Assim, considerando a excepcionalidade do presente caso; considerando os princípios da proporcionalidade, da dignidade da pessoa humana e da continuidade do serviço público; considerando o direito à saúde; considerando a forte dependência financeira da Fundação Hospitalar em relação a outras entidades; considerando a flexibilidade do art. 48, b, da Lei 4.320/64; e, finalmente, considerando os pareceres da Consultoria Geral e do Ministério Público junto ao Tribunal de Contas, dou provimento ao recurso para cancelar a aplicação de multa decorrente de déficit orçamentário.

III - VOTO

Ante o exposto, proponho ao Egrégio Plenário o seguinte voto:

1 - Conhecer do Recurso de Reconsideração, nos termos do art. 77 da Lei Complementar nº 202/2000, interposto contra o Acórdão nº 2.015/2004, exarado nos autos do Processo PCA 01/02037299 e, no mérito, dar-lhe parcial provimento, para:

                        1.1 - alterar o item 6.1 do Acórdão nº 2.015/2004 para dele constar como regulares, com ressalva, com fundamento no art. 18, II, c/c o art. 20 da Lei Complementar n. 202/2000, as contas anuais de 2000 referentes a atos de gestão da Fundação Hospitalar José Athanázio de Campos Novos, dando quitação à Responsável, de acordo com os pareceres emitidos nos autos.

1.2 - cancelar a multa constante do item 6.2.1 do referido Acórdão, imposta em face da ocorrência de déficit orçamentário no valor de R$ 268.715,58, que representa 25,41% da receita arrecada no Município no exercício em exame, em descumprimento ao disposto no art. 48, b, da Lei 4.320/64, porquanto tal comando admite a realização excepcional de despesas que suplantam a receita arrecadada, em casos de subestimação de gastos pelo orçamento, ademais quando se trata de serviços de saúde.

                        2 - Dar ciência deste Acórdão, do relatório e voto que o fundamentam, bem como do Parecer COG, ao Senhor Danilo Buffon – Gestor da Fundação Hospitalar José Athanázio è a Prefeitura Municipal de Campos Novos.
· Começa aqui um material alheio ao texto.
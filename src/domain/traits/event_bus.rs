use async_trait::async_trait;
use std::sync::Arc;
use crate::application::errors::HandlerError;
use crate::domain::entities::Event;

/// Opaque id of a listener registered with an event bus
#[derive(Debug, Clone, Copy, PartialEq, Eq, Hash, PartialOrd, Ord)]
pub struct ListenerId(pub u64);

/// Something the bus can deliver events to
#[async_trait]
pub trait EventListener: Send + Sync {
    async fn on_event(&self, event: &Event) -> Result<(), HandlerError>;
}

/// Host event bus - the only surface cogs' handlers are attached to
#[async_trait]
pub trait EventBus: Send + Sync {
    /// Subscribe `listener` to events named `event_name`
    fn on(&self, event_name: &str, listener: Arc<dyn EventListener>) -> ListenerId;

    /// Remove a subscription. Returns false if it was not registered.
    fn off(&self, event_name: &str, id: ListenerId) -> bool;

    /// Deliver an event to its listeners, returning how many were invoked
    async fn emit(&self, event: &Event) -> usize;

    /// Number of live listeners for an event name
    fn listener_count(&self, event_name: &str) -> usize;
}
                        Gabinete, em 06 de março de 2009.

 

Cleber Muniz Gavi

Auditor Substituto de Conselheiro

Relator

 



[1] Prejulgado nº 1.200

A situação de déficit orçamentário, resultante da utilização do superávit financeiro do exercício anterior para abertura de crédito suplementar no exercício seguinte, não evidencia desequilíbrio nas contas públicas se o ente manteve situação financeira equilibrada ou superavitária.
(Processo CON-01/02200971, Parecer COG nº 441/02, Decisão nº 2017/2002, Origem: Prefeitura Municipal de Concórdia, Relator Auditor Altair Debona Castelan, Data da Sessão: 21 ago. 2002, Diário Oficial: 23 out. 2002).